Girão também cita o exemplo de Uruguai, destacando que o consumo e criminalidade aumentaram, e concorda que a liberação da erva não diminuirá o tráfico ou violência no Brasil. “Tenho confiança de que diante de tantas evidências, tal insensatez não será aprovada pelos poderes da nossa República. Em tempo, quero deixar claro que não tenho restrições ao uso exclusivo do Canabidiol (CBD) para efeitos terapêuticos, desde que sintetizado em laboratório, passado por todos os testes regulamentares quanto aos efeitos colaterais e transformado em medicamento”, esclareceu.

Superação
Guilherme Bezerra Walraven, fundador da clínica terapêutica Caminho da Luz, teve seu contato com a droga pela primeira vez ainda adolescente. Segundo lembra, tudo começou quando provou a maconha. Apesar da decisão difícil em dar o primeiro passo para o desconhecido, não imaginou onde chegaria. “Foi muito difícil tomar a primeira decisão de fumar a primeira vez. Tive muito receio, mas aos 13 anos foi uma grande descoberta e uma grande banalização sobre as drogas que, para mim, era um monstro e depois se tornou uma grande aliada. Fui conhecendo pessoas que usavam outras drogas e as outras drogas foram mais fáceis de aceitar que a primeira decisão de usar a maconha”, conta.

Aos 14 anos, Guilherme Walraven teve sua primeira internação em uma clínica terapêutica. Até os 20 anos de idade, foram mais de 15 internações. Hoje, Guilherme administra a clínica Caminho da Luz, mas carrega seu passado como exemplo de superação. “Aos 16 anos conheci o crack e foi onde afundei minha vida, estava em situação de rua, minha família não tinha como me manter dentro de casa. Com aproximadamente 18 para 19 anos consegui um emprego em São Paulo e acabei na cracolândia, em Fortaleza também frequentava as cracolândias daqui. Até que, com 22 anos, resolvi me tratar, depois de tentar me suicidar, fui para um psiquiatra, para clínica e comecei a trabalhar e trabalho até hoje”, lembra.

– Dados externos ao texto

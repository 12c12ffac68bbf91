use std::io::{ErrorKind, Read};

use crate::Error;

pub trait ReadExt: Read {
    /// Fill `buf` completely, failing with `TruncatedInput` when the stream
    /// ends early.
    fn read_full(&mut self, buf: &mut [u8]) -> Result<(), Error> {
        let filled = self.read_some(buf)?;
        if filled < buf.len() {
            return Err(Error::TruncatedInput {
                needed: buf.len(),
                remaining: filled,
            });
        }

        Ok(())
    }

    /// Like `read_full`, but a stream that ends before the first byte is a
    /// clean end of input and returns `false`.
    fn read_full_or_eof(&mut self, buf: &mut [u8]) -> Result<bool, Error> {
        let filled = self.read_some(buf)?;
        if filled == 0 && !buf.is_empty() {
            return Ok(false);
        }

        if filled < buf.len() {
            return Err(Error::TruncatedInput {
                needed: buf.len(),
                remaining: filled,
            });
        }

        Ok(true)
    }

    fn read_vec(&mut self, len: usize) -> Result<Vec<u8>, Error> {
        let mut buf = vec![0; len];
        self.read_full(&mut buf)?;
        Ok(buf)
    }

    /// Read until `buf` is full or the stream ends, returning the number of
    /// bytes read.
    fn read_some(&mut self, buf: &mut [u8]) -> Result<usize, Error> {
        let mut filled = 0;
        while filled < buf.len() {
            match self.read(&mut buf[filled..]) {
                Ok(0) => break,
                Ok(n) => filled += n,
                Err(err) if err.kind() == ErrorKind::Interrupted => continue,
                Err(err) => return Err(err.into()),
            }
        }

        Ok(filled)
    }
}

impl<T> ReadExt for T where T: Read {}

Guilherme Walraven reconhece que não possui um perfil proibicionista sobre a liberação da maconha para uso recreativo. Ele explica que é por não acreditar que, por ser uma droga, seria expurgada do planeta, “isso é impossível”. “Exclusivamente por ser uma droga e por toda droga deve ser expurgada do planeta, não acredito nisso, isso é impossível. Se fosse possível, poderia até ser, mas como é impossível, não trabalho com a ideia de proibicionismo. Só acredito que, no país onde consegue controlar com eficácia suas fronteiras, um país o qual tenha recursos e esses recursos não sejam desviados, onde todas as crianças, e não apenas uma parcela, tenha acesso à informação preventiva durante toda infância e adolescência, que a polícia tenha a capacidade de fiscalizar se o indivíduo vai usar drogas na adolescência ou não. Se a polícia tem poder de fiscalização, tem como combater o contrabando infiltrado, dificilmente o cidadão desse país vai quere fazer uso de drogas. Mesmo assim, caso torne um dependente químico, que o país tenha condição de dar o tratamento, porém estamos muito longe disso”, frisou.